The Third Shift: Multiple Job Holding and the Incarceration of Women's Partners
Wednesday, 10/3/2018, 1:30pm. ARCHIVED EVENT
Location: 6050 ISR Thompson
A large body of research documents the sensitivity of women's employment to changing family circumstances, but we know little about the relationship between partner incarceration-a common family transition in the lives of disadvantaged women-and employment. Despite reasons to suspect that changes in resources associated with incarceration have consequences for the employment of family members, previous research suggests that partner incarceration does not influence the number of hours women work at their main jobs.

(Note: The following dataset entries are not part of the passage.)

//! Hand-written lexer driven by the table in [`automaton`].
//!
//! The source is an array of lines. Line boundaries behave like a newline
//! character: they end the token being scanned but may appear inside a block
//! comment.

mod automaton;
mod token;

pub use token::{SyntaxKind, Token};

use tracing::debug;

use crate::diagnostics::{Diagnostics, TextLocation};

pub struct Lexer<'d> {
    lines: Vec<Vec<char>>,
    line: usize,
    col: usize,
    diagnostics: &'d mut Diagnostics,
}

impl<'d> Lexer<'d> {
    pub fn new<S: AsRef<str>>(lines: &[S], diagnostics: &'d mut Diagnostics) -> Self {
        Self {
            lines: lines.iter().map(|l| l.as_ref().chars().collect()).collect(),
            line: 0,
            col: 0,
            diagnostics,
        }
    }

    /// Character under the cursor; the end of every line reads as `'\n'`.
    fn current(&self) -> Option<char> {
        let line = self.lines.get(self.line)?;
        Some(line.get(self.col).copied().unwrap_or('\n'))
    }

    fn advance(&mut self) {
        match self.lines.get(self.line) {
            Some(line) if self.col < line.len() => self.col += 1,
            Some(_) => {
                self.line += 1;
                self.col = 0;
            }
            None => {}
        }
    }

    fn position(&self) -> (usize, usize) {
        if self.line < self.lines.len() {
            return (self.line + 1, self.col + 1);
        }
        match self.lines.last() {
            Some(last) => (self.lines.len(), last.len() + 1),
            None => (1, 1),
        }
    }

    fn skip_whitespace(&mut self) {
        while matches!(self.current(), Some(c) if c.is_whitespace()) {
            self.advance();
        }
    }

    /// Scan one token. `Unknown` and `CommentsEnd` tokens are returned as
    /// well; [`Lexer::tokenize`] drops them.
    pub fn next_token(&mut self) -> Token {
        self.skip_whitespace();
        let (line, column) = self.position();
        let location = TextLocation::new(line, column);

        let Some(first) = self.current() else {
            return Token::new(SyntaxKind::EndOfFile, "", line, column);
        };

        let Some(mut state) = automaton::next_state(automaton::START, first) else {
            self.advance();
            self.diagnostics
                .lexer_error(location, format!("unexpected character `{first}`"));
            return Token::new(SyntaxKind::Unknown, first.to_string(), line, column);
        };

        let mut text = String::from(first);
        self.advance();
        while let Some(c) = self.current() {
            match automaton::next_state(state, c) {
                Some(next) => {
                    state = next;
                    text.push(c);
                    self.advance();
                }
                None => break,
            }
        }

        if automaton::in_comment(state) {
            self.diagnostics.lexer_error(location, "unterminated block comment");
            return Token::new(SyntaxKind::Unknown, text, line, column);
        }

        match automaton::state_kind(state) {
            SyntaxKind::IdentifierOrKeyword => {
                let kind = SyntaxKind::keyword(&text).unwrap_or(SyntaxKind::Identifier);
                Token::new(kind, text, line, column)
            }
            SyntaxKind::Number => match text.parse::<i32>() {
                Ok(value) => Token::number(text, line, column, value),
                Err(_) => {
                    self.diagnostics.lexer_error(
                        location,
                        format!("integer literal `{text}` does not fit in `int`"),
                    );
                    Token::new(SyntaxKind::Unknown, text, line, column)
                }
            },
            SyntaxKind::Unknown => {
                self.diagnostics
                    .lexer_error(location, format!("expected `!=`, found `{text}`"));
                Token::new(SyntaxKind::Unknown, text, line, column)
            }
            kind => Token::new(kind, text, line, column),
        }
    }

    /// Scan the whole input from the beginning. The result always ends with
    /// exactly one `EndOfFile` token.
    pub fn tokenize(&mut self) -> Vec<Token> {
        self.line = 0;
        self.col = 0;
        let before = self.diagnostics.len();

        let mut tokens = Vec::new();
        loop {
            let token = self.next_token();
            match token.kind {
                SyntaxKind::Unknown | SyntaxKind::CommentsEnd => continue,
                SyntaxKind::EndOfFile => {
                    tokens.push(token);
                    break;
                }
                _ => tokens.push(token),
            }
        }

        debug!(
            stage = "lex",
            tokens = tokens.len(),
            diagnostics = self.diagnostics.len() - before,
            "lexed source"
        );
        tokens
    }
}

pub fn tokenize<S: AsRef<str>>(lines: &[S], diagnostics: &mut Diagnostics) -> Vec<Token> {
    Lexer::new(lines, diagnostics).tokenize()
}

#[cfg(test)]
mod tests {
    use super::*;
    use crate::diagnostics::DiagnosticKind;

    fn lex(lines: &[&str]) -> (Vec<Token>, Diagnostics) {
        let mut diagnostics = Diagnostics::new();
        let tokens = tokenize(lines, &mut diagnostics);
        (tokens, diagnostics)
    }

    fn kinds(tokens: &[Token]) -> Vec<SyntaxKind> {
        tokens.iter().map(|t| t.kind).collect()
    }

    #[test]
    fn declaration_with_positions() {
        let (tokens, diagnostics) = lex(&["int x[10];", "  void f(void) {}"]);
        assert!(diagnostics.is_empty());
        assert_eq!(
            kinds(&tokens),
            vec![
                SyntaxKind::Int,
                SyntaxKind::Identifier,
                SyntaxKind::OpenSquareBracket,
                SyntaxKind::Number,
                SyntaxKind::CloseSquareBracket,
                SyntaxKind::Semicolon,
                SyntaxKind::Void,
                SyntaxKind::Identifier,
                SyntaxKind::OpenRoundBracket,
                SyntaxKind::Void,
                SyntaxKind::CloseRoundBracket,
                SyntaxKind::OpenCurlyBracket,
                SyntaxKind::CloseCurlyBracket,
                SyntaxKind::EndOfFile,
            ]
        );
        assert_eq!(tokens[3].value, Some(10));
        assert_eq!((tokens[6].line, tokens[6].column), (2, 3));
        assert_eq!((tokens[7].line, tokens[7].column), (2, 8));
    }

    #[test]
    fn operators_take_the_longest_match() {
        let (tokens, diagnostics) = lex(&["a<=b<c==d=e!=f>=g>h+-*/"]);
        assert!(diagnostics.is_empty());
        let ops: Vec<_> = tokens
            .iter()
            .filter(|t| t.kind != SyntaxKind::Identifier)
            .map(|t| t.kind)
            .collect();
        assert_eq!(
            ops,
            vec![
                SyntaxKind::LessThanOrEqualTo,
                SyntaxKind::LessThan,
                SyntaxKind::EqualTo,
                SyntaxKind::Assign,
                SyntaxKind::NotEqualTo,
                SyntaxKind::GreaterThanOrEqualTo,
                SyntaxKind::GreaterThan,
                SyntaxKind::Plus,
                SyntaxKind::Minus,
                SyntaxKind::Asterisk,
                SyntaxKind::Slash,
                SyntaxKind::EndOfFile,
            ]
        );
    }

    #[test]
    fn line_boundaries_split_tokens() {
        let (tokens, _) = lex(&["int", "x;"]);
        assert_eq!(
            kinds(&tokens),
            vec![SyntaxKind::Int, SyntaxKind::Identifier, SyntaxKind::Semicolon, SyntaxKind::EndOfFile]
        );
        assert_eq!((tokens[1].line, tokens[1].column), (2, 1));
    }

    #[test]
    fn whitespace_inside_a_word_splits_it() {
        let (tokens, diagnostics) = lex(&["in t\t1 2"]);
        assert!(diagnostics.is_empty());
        let texts: Vec<_> = tokens.iter().map(|t| t.text.as_str()).collect();
        assert_eq!(texts, vec!["in", "t", "1", "2", ""]);
        assert_eq!(tokens[0].kind, SyntaxKind::Identifier);
    }

    #[test]
    fn identifier_followed_by_digits() {
        let (tokens, _) = lex(&["x1"]);
        assert_eq!(
            kinds(&tokens),
            vec![SyntaxKind::Identifier, SyntaxKind::Number, SyntaxKind::EndOfFile]
        );
    }

    #[test]
    fn comments_span_lines_and_vanish() {
        let (tokens, diagnostics) = lex(&["int /* a", "\tb ** c **/ x;"]);
        assert!(diagnostics.is_empty());
        assert_eq!(
            kinds(&tokens),
            vec![SyntaxKind::Int, SyntaxKind::Identifier, SyntaxKind::Semicolon, SyntaxKind::EndOfFile]
        );
    }

    #[test]
    fn unterminated_comment_reports_once_at_its_start() {
        let (tokens, diagnostics) = lex(&["int x; /* never", "closed"]);
        assert_eq!(diagnostics.len(), 1);
        let diagnostic = diagnostics.iter().next().unwrap();
        assert_eq!(diagnostic.kind, DiagnosticKind::LexerError);
        assert_eq!(diagnostic.location, TextLocation::new(1, 8));
        assert_eq!(tokens.len(), 4);
        assert!(tokens[3].is_end_of_file());
    }

    #[test]
    fn oversized_literal_is_an_error() {
        let (tokens, diagnostics) = lex(&["2147483647 2147483648"]);
        assert_eq!(diagnostics.error_count(), 1);
        assert_eq!(tokens[0].value, Some(i32::MAX));
        assert_eq!(kinds(&tokens), vec![SyntaxKind::Number, SyntaxKind::EndOfFile]);
    }

    #[test]
    fn illegal_characters_are_reported_and_skipped() {
        let (tokens, diagnostics) = lex(&["a @ b ! c"]);
        assert_eq!(diagnostics.of_kind(DiagnosticKind::LexerError).count(), 2);
        assert_eq!(tokens.len(), 4);
    }

    #[test]
    fn empty_input_yields_end_of_file() {
        let (tokens, diagnostics) = lex(&[]);
        assert!(diagnostics.is_empty());
        assert_eq!(kinds(&tokens), vec![SyntaxKind::EndOfFile]);
    }
}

This paper uses data from the Fragile Families and Child Wellbeing Study (N=3,835) to examine how partner incarceration is associated with multiple job holding, an alternative strategy for increasing earnings. Results show that women with incarcerated partners are more likely to work multiple jobs than women in otherwise similar circumstances, suggesting partner incarceration is linked to a "third shift"-to additional employment on top of the paid work and caregiving women already do
Dr. Angela Bruns is a Postdoctoral Fellow at the University of Michigan, Population Studies Center. She received her PhD in Sociology from the University of Washington, Seattle. Dr. Bruns' research investigates how social inequality impacts the health and economic well-being of low-income women and their families. She focuses on families’ involvement with two institutions: mass incarceration and the low-wage labor market. Current projects examine how women manage the financial hardships associated with the imprisonment of their romantic partners, how the conditions of low-wage jobs influence work-family balance, and the impact of multiple job holding on maternal and child well-being. Dr. Bruns' postdoctoral fellowship is supported by PSC's Social Science Training Program in Population Studies, which is sponsored by the Eunice Kennedy Shriver National Institute of Child Health & Human Development of the National Institutes of Health.